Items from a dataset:
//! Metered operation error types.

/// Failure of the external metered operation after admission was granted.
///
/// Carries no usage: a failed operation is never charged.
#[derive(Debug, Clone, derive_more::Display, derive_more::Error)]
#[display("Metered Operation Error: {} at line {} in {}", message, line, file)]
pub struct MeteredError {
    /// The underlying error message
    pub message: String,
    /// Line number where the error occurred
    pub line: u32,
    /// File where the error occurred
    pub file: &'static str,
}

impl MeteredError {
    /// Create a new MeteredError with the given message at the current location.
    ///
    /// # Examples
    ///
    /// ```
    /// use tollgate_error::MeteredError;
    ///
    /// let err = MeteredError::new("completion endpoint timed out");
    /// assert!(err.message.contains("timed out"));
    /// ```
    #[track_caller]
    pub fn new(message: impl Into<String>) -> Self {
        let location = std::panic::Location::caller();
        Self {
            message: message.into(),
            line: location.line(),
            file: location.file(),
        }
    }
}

---

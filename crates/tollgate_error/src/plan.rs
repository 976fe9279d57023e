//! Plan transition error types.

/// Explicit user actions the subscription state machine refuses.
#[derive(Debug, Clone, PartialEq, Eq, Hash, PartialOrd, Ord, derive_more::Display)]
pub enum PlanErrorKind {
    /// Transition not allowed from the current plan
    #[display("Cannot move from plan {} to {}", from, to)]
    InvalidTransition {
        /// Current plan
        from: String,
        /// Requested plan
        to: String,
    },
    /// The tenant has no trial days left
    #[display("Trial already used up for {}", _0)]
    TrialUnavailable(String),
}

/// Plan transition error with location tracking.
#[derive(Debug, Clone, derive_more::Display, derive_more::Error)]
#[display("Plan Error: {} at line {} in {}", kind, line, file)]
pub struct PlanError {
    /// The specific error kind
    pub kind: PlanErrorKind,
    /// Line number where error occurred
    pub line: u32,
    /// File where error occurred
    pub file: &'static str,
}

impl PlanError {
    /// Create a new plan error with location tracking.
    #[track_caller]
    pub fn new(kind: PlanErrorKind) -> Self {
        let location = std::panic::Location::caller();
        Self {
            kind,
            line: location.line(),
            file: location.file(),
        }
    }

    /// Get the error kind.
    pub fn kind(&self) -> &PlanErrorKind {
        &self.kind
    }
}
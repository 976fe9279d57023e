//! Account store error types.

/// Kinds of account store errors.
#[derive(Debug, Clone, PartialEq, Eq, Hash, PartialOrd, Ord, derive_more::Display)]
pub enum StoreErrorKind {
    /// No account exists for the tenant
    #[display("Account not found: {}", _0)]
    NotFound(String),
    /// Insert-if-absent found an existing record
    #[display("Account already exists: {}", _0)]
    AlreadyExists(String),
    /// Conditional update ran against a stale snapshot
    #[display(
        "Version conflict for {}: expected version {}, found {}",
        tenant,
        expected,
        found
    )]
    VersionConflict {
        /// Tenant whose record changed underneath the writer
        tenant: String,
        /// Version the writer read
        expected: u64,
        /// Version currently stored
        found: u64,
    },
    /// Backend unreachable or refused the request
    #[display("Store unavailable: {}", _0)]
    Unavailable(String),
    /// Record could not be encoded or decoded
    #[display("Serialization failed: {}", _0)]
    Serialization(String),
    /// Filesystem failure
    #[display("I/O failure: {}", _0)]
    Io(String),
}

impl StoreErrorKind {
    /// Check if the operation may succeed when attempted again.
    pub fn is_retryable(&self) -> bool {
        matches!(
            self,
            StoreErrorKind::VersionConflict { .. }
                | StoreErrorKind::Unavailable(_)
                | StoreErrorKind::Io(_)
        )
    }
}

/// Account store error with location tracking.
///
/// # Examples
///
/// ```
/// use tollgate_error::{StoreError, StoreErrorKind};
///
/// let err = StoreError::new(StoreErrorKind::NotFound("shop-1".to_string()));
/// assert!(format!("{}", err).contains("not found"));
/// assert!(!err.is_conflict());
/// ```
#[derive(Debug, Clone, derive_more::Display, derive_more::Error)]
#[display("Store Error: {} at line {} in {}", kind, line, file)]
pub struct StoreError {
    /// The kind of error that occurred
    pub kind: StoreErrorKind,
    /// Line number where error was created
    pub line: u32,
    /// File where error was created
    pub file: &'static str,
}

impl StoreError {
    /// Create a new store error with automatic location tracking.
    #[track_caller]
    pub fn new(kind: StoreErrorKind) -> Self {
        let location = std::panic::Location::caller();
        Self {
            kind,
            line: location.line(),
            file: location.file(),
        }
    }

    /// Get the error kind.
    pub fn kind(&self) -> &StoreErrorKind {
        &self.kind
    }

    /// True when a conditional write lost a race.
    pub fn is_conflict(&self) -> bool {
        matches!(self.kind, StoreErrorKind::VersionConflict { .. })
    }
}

◆ **Task brief**:
The lines to return are those in the entries above that hold "Serialization".

◆ **Expected output**:
    #[display("Serialization failed: {}", _0)]
    Serialization(String),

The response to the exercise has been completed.